> EXERCISE
Exactly as written, copy the lines of the data below from the first through the one containing "- **Materials**: materials, material".

> Stored data entries
++++
use utoipa::OpenApi;
use utoipa_swagger_ui::SwaggerUi;

#[derive(OpenApi)]
#[openapi(
    info(
        title = "Quotation API",
        version = "0.1.0",
        description = r#"
# Quotation API

Back end for manufacturing quotations.

## Features

- **Customers**: registration, bulk creation, enable/disable, commercial terms
- **Materials**: materials, material types and their priced links
- **Machinery**: machinery categories, subcategories and process pricing
- **Quotations**: multi-line quotations created atomically, status workflow

## Authentication

Obtain a token from `POST /api/auth/login` and send it as:

```
Authorization: Bearer <your-jwt-token>
```

The token is optional; when present it identifies the acting user recorded
in the audit columns. An invalid or expired token is rejected with 401.

## Error Handling

Every failure uses the same envelope:

```json
{
  "success": false,
  "error": "Not Found",
  "message": "Customer not found",
  "timestamp": "2024-01-01T00:00:00Z"
}
```

Deletes are soft: deleted rows disappear from every read but stay in the
database.
        "#,
        license(
            name = "MIT",
            url = "https://opensource.org/licenses/MIT"
        )
    ),
    servers(
        (url = "http://localhost:8081", description = "Local development")
    ),
    tags(
        (name = "Auth", description = "Registration and login"),
        (name = "Customers", description = "Customer registration endpoints"),
        (name = "Materials", description = "Material master endpoints"),
        (name = "Machinery", description = "Machinery master and process pricing endpoints"),
        (name = "Quotations", description = "Quotation endpoints")
    ),
    paths(
        // Auth
        crate::handlers::auth::register,
        crate::handlers::auth::login,

        // Customers
        crate::handlers::customers::create_customers,
        crate::handlers::customers::list_customers,
        crate::handlers::customers::get_customer,
        crate::handlers::customers::update_customer,
        crate::handlers::customers::disable_customer,
        crate::handlers::customers::enable_customer,
        crate::handlers::customers::save_terms,
        crate::handlers::customers::delete_customer,

        // Materials
        crate::handlers::materials::create_material_type,
        crate::handlers::materials::list_material_types,
        crate::handlers::materials::update_material_type,
        crate::handlers::materials::delete_material_type,
        crate::handlers::materials::create_link,
        crate::handlers::materials::list_links,
        crate::handlers::materials::update_link,
        crate::handlers::materials::delete_link,
        crate::handlers::materials::create_material,
        crate::handlers::materials::list_materials,
        crate::handlers::materials::get_material,
        crate::handlers::materials::update_material,
        crate::handlers::materials::delete_material,

        // Machinery
        crate::handlers::machinery::create_category,
        crate::handlers::machinery::list_categories,
        crate::handlers::machinery::get_category,
        crate::handlers::machinery::update_category,
        crate::handlers::machinery::delete_category,
        crate::handlers::machinery::create_subcategory,
        crate::handlers::machinery::list_subcategories,
        crate::handlers::machinery::update_subcategory,
        crate::handlers::machinery::delete_subcategory,
        crate::handlers::machinery::create_pricing,
        crate::handlers::machinery::list_pricing,
        crate::handlers::machinery::update_pricing,
        crate::handlers::machinery::delete_pricing,

        // Quotations
        crate::handlers::quotations::create_quotation,
        crate::handlers::quotations::list_quotations,
        crate::handlers::quotations::get_quotation,
        crate::handlers::quotations::update_status,
        crate::handlers::quotations::delete_quotation,
    ),
    components(
        schemas(
            // Auth types
            crate::services::users::RegisterRequest,
            crate::services::users::LoginRequest,
            crate::handlers::auth::RegisterResponse,
            crate::handlers::auth::LoginResponse,

            // Customer types
            crate::services::customers::CustomerInput,
            crate::services::customers::TermsInput,
            crate::services::customers::CustomerView,
            crate::services::customers::BulkCreateOutcome,

            // Material types
            crate::services::materials::MaterialInput,
            crate::services::materials::MaterialTypeInput,
            crate::services::materials::MaterialLinkInput,
            crate::services::materials::MaterialLinkView,

            // Machinery types
            crate::services::machinery::MachineryCategoryInput,
            crate::services::machinery::SubcategoryInput,
            crate::services::machinery::ProcessPricingInput,
            crate::services::machinery::SubcategoryView,
            crate::services::machinery::ProcessPricingView,

            // Quotation types
            crate::services::quotations::QuotationInput,
            crate::services::quotations::QuotationLineInput,
            crate::services::quotations::StatusInput,
            crate::services::quotations::QuotationDetail,
            crate::entities::quotation::QuotationStatus,

            // Error types
            crate::errors::ErrorResponse
        )
    )
)]
pub struct ApiDocV1;

pub fn swagger_ui() -> SwaggerUi {
    SwaggerUi::new("/swagger-ui")
        .url("/api-docs/openapi.json", ApiDocV1::openapi())
        .config(utoipa_swagger_ui::Config::from("/api-docs/openapi.json").try_it_out_enabled(true))
}

#[cfg(test)]
mod tests {
    use super::*;

    #[test]
    fn document_lists_every_mounted_resource() {
        let json = serde_json::to_string_pretty(&ApiDocV1::openapi()).unwrap();
        assert!(json.contains("Quotation API"));
        assert!(json.contains("/api/auth/login"));
        assert!(json.contains("/customer_registration/getcustomerbyId/{id}"));
        assert!(json.contains("/materials/link/getAll"));
        assert!(json.contains("/machinery-master/pricing/{id}"));
        assert!(json.contains("/quotations/{id}/status"));
    }
}
use std::{net::SocketAddr, sync::Arc};

use anyhow::Context;
use tokio::signal;
use tracing::{error, info};

use quotation_api as api;

#[tokio::main]
async fn main() -> Result<(), Box<dyn std::error::Error>> {
    let cfg = api::config::load_config()?;
    api::config::init_tracing(cfg.log_level(), cfg.log_json);

    // Init DB
    let db_pool = api::db::establish_connection_from_app_config(&cfg).await?;
    if cfg.auto_migrate {
        api::db::run_migrations(&db_pool).await.map_err(|e| {
            error!("Failed running migrations: {}", e);
            e
        })?;
    }

    // Build CORS layer from config
    let cors_layer = api::cors_layer(&cfg).map_err(|e| {
        error!("{}", e);
        e
    })?;

    // Compose shared app state
    let db_pool = Arc::new(db_pool);
    let app_state = Arc::new(api::AppState::new(db_pool.clone(), cfg.clone()));

    let app = api::app_router(app_state).layer(cors_layer);

    // Bind and serve
    let addr: SocketAddr = format!("{}:{}", cfg.host, cfg.port)
        .parse()
        .with_context(|| format!("invalid listen address {}:{}", cfg.host, cfg.port))?;
    info!("quotation-api listening on http://{}", addr);
    let listener = tokio::net::TcpListener::bind(addr).await?;

    axum::serve(listener, app.into_make_service())
        .with_graceful_shutdown(shutdown_signal())
        .await?;

    api::db::close_pool((*db_pool).clone()).await?;
    info!("quotation-api stopped");
    Ok(())
}

async fn shutdown_signal() {
    let ctrl_c = async {
        if let Err(e) = signal::ctrl_c().await {
            error!("failed to install Ctrl+C handler: {}", e);
            std::future::pending::<()>().await;
        }
    };

    #[cfg(unix)]
    let terminate = async {
        use tokio::signal::unix::{signal, SignalKind};

        match signal(SignalKind::terminate()) {
            Ok(mut sigterm) => {
                sigterm.recv().await;
            }
            Err(e) => {
                error!("failed to install signal handler: {}", e);
                std::future::pending::<()>().await;
            }
        }
    };

    #[cfg(not(unix))]
    let terminate = std::future::pending::<()>();

    tokio::select! {
        _ = ctrl_c => {},
        _ = terminate => {},
    }
}
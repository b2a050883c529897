use async_trait::async_trait;
use chrono::{DateTime, Utc};
use rust_decimal::Decimal;
use sea_orm::entity::prelude::*;
use sea_orm::{ActiveValue, Set};
use serde::{Deserialize, Serialize};
use utoipa::ToSchema;

/// Association between a material and a material type, with its own price
#[derive(Clone, Debug, PartialEq, Eq, DeriveEntityModel, Serialize, Deserialize, ToSchema)]
#[sea_orm(table_name = "material_type_links")]
#[schema(as = MaterialTypeLink)]
pub struct Model {
    #[sea_orm(primary_key)]
    pub id: i32,
    #[sea_orm(nullable)]
    pub material_id: Option<i32>,
    #[sea_orm(nullable)]
    pub material_type_id: Option<i32>,
    #[sea_orm(column_type = "Decimal(Some((10, 2)))", nullable)]
    pub current_price: Option<Decimal>,
    #[sea_orm(column_type = "Text", nullable)]
    pub remark: Option<String>,
    pub created_at: DateTime<Utc>,
    pub created_by: i32,
    pub updated_at: Option<DateTime<Utc>>,
    pub updated_by: Option<i32>,
    pub deleted_at: Option<DateTime<Utc>>,
    pub deleted_by: Option<i32>,
}

#[derive(Copy, Clone, Debug, EnumIter, DeriveRelation)]
pub enum Relation {
    #[sea_orm(
        belongs_to = "super::material::Entity",
        from = "Column::MaterialId",
        to = "super::material::Column::Id",
        on_delete = "Cascade"
    )]
    Material,
    #[sea_orm(
        belongs_to = "super::material_type::Entity",
        from = "Column::MaterialTypeId",
        to = "super::material_type::Column::Id",
        on_delete = "Cascade"
    )]
    MaterialType,
}

impl Related<super::material::Entity> for Entity {
    fn to() -> RelationDef {
        Relation::Material.def()
    }
}

impl Related<super::material_type::Entity> for Entity {
    fn to() -> RelationDef {
        Relation::MaterialType.def()
    }
}

#[async_trait]
impl ActiveModelBehavior for ActiveModel {
    async fn before_save<C>(self, _db: &C, insert: bool) -> Result<Self, DbErr>
    where
        C: ConnectionTrait,
    {
        let mut active_model = self;
        let now = Utc::now();

        if insert && matches!(active_model.created_at, ActiveValue::NotSet) {
            active_model.created_at = Set(now);
        }
        if let ActiveValue::NotSet = active_model.updated_at {
            active_model.updated_at = Set(Some(now));
        }

        Ok(active_model)
    }
}
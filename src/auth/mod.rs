/*!
 * # Authentication Module
 *
 * JWT issuance and verification for the quotation API, bcrypt password
 * hashing, and the middleware that resolves the acting user for audit
 * columns.
 *
 * Routes do not require a token. When a bearer token is sent it must be
 * valid; the acting user is then the token's user id, otherwise `0`.
 */

use axum::{
    extract::{FromRequestParts, Request, State},
    http::{header, request::Parts, HeaderMap},
    middleware::Next,
    response::{IntoResponse, Response},
};
use chrono::Utc;
use jsonwebtoken::{decode, encode, Algorithm, DecodingKey, EncodingKey, Header, Validation};
use serde::{Deserialize, Serialize};
use std::convert::Infallible;
use std::sync::Arc;
use std::time::Duration;
use thiserror::Error;
use tracing::{debug, warn};

use crate::config::AppConfig;
use crate::errors::ServiceError;

pub mod password;

pub use password::{hash_password, verify_password, BCRYPT_COST};

/// Acting user id recorded when a request carries no token
pub const SYSTEM_ACTOR_ID: i32 = 0;

/// Claim structure for JWT tokens
#[derive(Debug, Clone, PartialEq, Eq, Serialize, Deserialize)]
pub struct Claims {
    pub sub: String, // Subject (user ID)
    pub id: i32,
    pub email: String,
    pub iat: i64, // Issued at time
    pub exp: i64, // Expiration time
}

/// Authenticated user data extracted from the JWT token
#[derive(Debug, Clone, PartialEq, Eq, Serialize, Deserialize)]
pub struct AuthUser {
    pub user_id: i32,
    pub email: String,
}

impl From<Claims> for AuthUser {
    fn from(claims: Claims) -> Self {
        Self {
            user_id: claims.id,
            email: claims.email,
        }
    }
}

/// Authentication configuration
#[derive(Clone, Debug)]
pub struct AuthConfig {
    pub jwt_secret: String,
    pub access_token_expiration: Duration,
}

impl AuthConfig {
    pub fn new(jwt_secret: impl Into<String>, access_token_expiration: Duration) -> Self {
        Self {
            jwt_secret: jwt_secret.into(),
            access_token_expiration,
        }
    }
}

impl From<&AppConfig> for AuthConfig {
    fn from(cfg: &AppConfig) -> Self {
        Self::new(
            cfg.jwt_secret.clone(),
            Duration::from_secs(cfg.jwt_expiration),
        )
    }
}

/// Issues and validates access tokens
#[derive(Debug, Clone)]
pub struct AuthService {
    pub config: AuthConfig,
}

impl AuthService {
    pub fn new(config: AuthConfig) -> Self {
        Self { config }
    }

    /// Generate a signed HS256 token for a user
    pub fn generate_token(&self, user_id: i32, email: &str) -> Result<String, AuthError> {
        let now = Utc::now().timestamp();
        let ttl = i64::try_from(self.config.access_token_expiration.as_secs())
            .map_err(|_| AuthError::TokenCreation("Invalid token duration".to_string()))?;

        let claims = Claims {
            sub: user_id.to_string(),
            id: user_id,
            email: email.to_string(),
            iat: now,
            exp: now + ttl,
        };

        encode(
            &Header::new(Algorithm::HS256),
            &claims,
            &EncodingKey::from_secret(self.config.jwt_secret.as_bytes()),
        )
        .map_err(|e| AuthError::TokenCreation(e.to_string()))
    }

    /// Validate a JWT token and extract the claims
    pub fn validate_token(&self, token: &str) -> Result<Claims, AuthError> {
        let mut validation = Validation::new(Algorithm::HS256);
        validation.leeway = 0;

        decode::<Claims>(
            token,
            &DecodingKey::from_secret(self.config.jwt_secret.as_bytes()),
            &validation,
        )
        .map(|data| data.claims)
        .map_err(|e| match e.kind() {
            jsonwebtoken::errors::ErrorKind::ExpiredSignature => AuthError::TokenExpired,
            _ => AuthError::InvalidToken,
        })
    }
}

/// Authentication error types
#[derive(Debug, Error)]
pub enum AuthError {
    #[error("Invalid token")]
    InvalidToken,

    #[error("Token has expired")]
    TokenExpired,

    #[error("Token creation failed: {0}")]
    TokenCreation(String),
}

impl From<AuthError> for ServiceError {
    fn from(err: AuthError) -> Self {
        match err {
            AuthError::InvalidToken => {
                ServiceError::Unauthorized("Invalid authentication token".to_string())
            }
            AuthError::TokenExpired => ServiceError::Unauthorized("Token has expired".to_string()),
            AuthError::TokenCreation(msg) => ServiceError::JwtError(msg),
        }
    }
}

impl IntoResponse for AuthError {
    fn into_response(self) -> Response {
        ServiceError::from(self).into_response()
    }
}

/// Resolves an optional bearer token into an [`AuthUser`] request extension.
///
/// Requests without an `Authorization` header pass through untouched.
pub async fn optional_auth_middleware(
    State(auth): State<Arc<AuthService>>,
    mut request: Request,
    next: Next,
) -> Response {
    match extract_auth_from_headers(request.headers(), &auth) {
        Ok(Some(user)) => {
            debug!(user_id = user.user_id, "Authenticated request");
            request.extensions_mut().insert(user);
            next.run(request).await
        }
        Ok(None) => next.run(request).await,
        Err(e) => {
            warn!(error = %e, "Rejected bearer token");
            e.into_response()
        }
    }
}

fn extract_auth_from_headers(
    headers: &HeaderMap,
    auth: &AuthService,
) -> Result<Option<AuthUser>, AuthError> {
    let Some(value) = headers.get(header::AUTHORIZATION) else {
        return Ok(None);
    };

    let token = value
        .to_str()
        .ok()
        .and_then(|v| v.strip_prefix("Bearer "))
        .map(str::trim)
        .filter(|t| !t.is_empty())
        .ok_or(AuthError::InvalidToken)?;

    auth.validate_token(token).map(|claims| Some(claims.into()))
}

/// Acting user id for audit columns
#[derive(Debug, Clone, Copy, PartialEq, Eq)]
pub struct Actor(pub i32);

impl Actor {
    pub fn id(&self) -> i32 {
        self.0
    }
}

impl<S> FromRequestParts<S> for Actor
where
    S: Send + Sync,
{
    type Rejection = Infallible;

    async fn from_request_parts(parts: &mut Parts, _state: &S) -> Result<Self, Self::Rejection> {
        Ok(Actor(
            parts
                .extensions
                .get::<AuthUser>()
                .map(|user| user.user_id)
                .unwrap_or(SYSTEM_ACTOR_ID),
        ))
    }
}

#[cfg(test)]
mod tests {
    use super::*;
    use assert_matches::assert_matches;
    use axum::{body::Body, http::StatusCode, routing::get, Router};
    use tower::ServiceExt;

    fn service() -> AuthService {
        AuthService::new(AuthConfig::new(
            "unit_test_jwt_secret_value_that_is_long_enough",
            Duration::from_secs(3600),
        ))
    }

    #[test]
    fn token_round_trip_carries_user_identity() {
        let auth = service();
        let token = auth.generate_token(7, "test@example.com").unwrap();
        let claims = auth.validate_token(&token).unwrap();

        assert_eq!(claims.sub, "7");
        assert_eq!(claims.id, 7);
        assert_eq!(claims.email, "test@example.com");
        assert_eq!(claims.exp - claims.iat, 3600);
    }

    #[test]
    fn token_signed_with_other_secret_is_rejected() {
        let other = AuthService::new(AuthConfig::new(
            "a_completely_different_secret_of_enough_length",
            Duration::from_secs(3600),
        ));
        let token = other.generate_token(1, "a@example.com").unwrap();
        assert_matches!(service().validate_token(&token), Err(AuthError::InvalidToken));
    }

    #[test]
    fn expired_token_is_rejected() {
        let auth = service();
        let now = Utc::now().timestamp();
        let claims = Claims {
            sub: "1".into(),
            id: 1,
            email: "a@example.com".into(),
            iat: now - 7200,
            exp: now - 3600,
        };
        let token = encode(
            &Header::new(Algorithm::HS256),
            &claims,
            &EncodingKey::from_secret(auth.config.jwt_secret.as_bytes()),
        )
        .unwrap();

        assert_matches!(auth.validate_token(&token), Err(AuthError::TokenExpired));
    }

    #[tokio::test]
    async fn signing_failure_is_a_server_error() {
        let response = AuthError::TokenCreation("key rejected".into()).into_response();
        assert_eq!(response.status(), StatusCode::INTERNAL_SERVER_ERROR);

        let body = axum::body::to_bytes(response.into_body(), usize::MAX)
            .await
            .unwrap();
        let json: serde_json::Value = serde_json::from_slice(&body).unwrap();
        assert_eq!(json["message"], "Internal server error");
    }

    #[test]
    fn rejected_tokens_stay_unauthorized() {
        assert_eq!(
            ServiceError::from(AuthError::InvalidToken).status_code(),
            StatusCode::UNAUTHORIZED
        );
        assert_eq!(
            ServiceError::from(AuthError::TokenExpired).status_code(),
            StatusCode::UNAUTHORIZED
        );
    }

    async fn whoami(actor: Actor) -> String {
        actor.id().to_string()
    }

    fn app() -> Router {
        let auth = Arc::new(service());
        Router::new()
            .route("/", get(whoami))
            .layer(axum::middleware::from_fn_with_state(
                auth,
                optional_auth_middleware,
            ))
    }

    async fn call(authorization: Option<String>) -> (StatusCode, String) {
        let mut builder = axum::http::Request::builder().uri("/");
        if let Some(value) = authorization {
            builder = builder.header(header::AUTHORIZATION, value);
        }
        let response = app()
            .oneshot(builder.body(Body::empty()).unwrap())
            .await
            .unwrap();
        let status = response.status();
        let body = axum::body::to_bytes(response.into_body(), usize::MAX)
            .await
            .unwrap();
        (status, String::from_utf8(body.to_vec()).unwrap())
    }

    #[tokio::test]
    async fn anonymous_requests_act_as_system() {
        assert_eq!(call(None).await, (StatusCode::OK, "0".to_string()));
    }

    #[tokio::test]
    async fn bearer_token_sets_actor() {
        let token = service().generate_token(42, "a@example.com").unwrap();
        assert_eq!(
            call(Some(format!("Bearer {token}"))).await,
            (StatusCode::OK, "42".to_string())
        );
    }

    #[tokio::test]
    async fn malformed_authorization_is_unauthorized() {
        let (status, _) = call(Some("Bearer not-a-jwt".to_string())).await;
        assert_eq!(status, StatusCode::UNAUTHORIZED);

        let (status, _) = call(Some("Basic dXNlcjpwYXNz".to_string())).await;
        assert_eq!(status, StatusCode::UNAUTHORIZED);
    }
}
++++
> OUTPUT FOR THIS TASK
use utoipa::OpenApi;
use utoipa_swagger_ui::SwaggerUi;

#[derive(OpenApi)]
#[openapi(
    info(
        title = "Quotation API",
        version = "0.1.0",
        description = r#"
# Quotation API

Back end for manufacturing quotations.

## Features

- **Customers**: registration, bulk creation, enable/disable, commercial terms
- **Materials**: materials, material types and their priced links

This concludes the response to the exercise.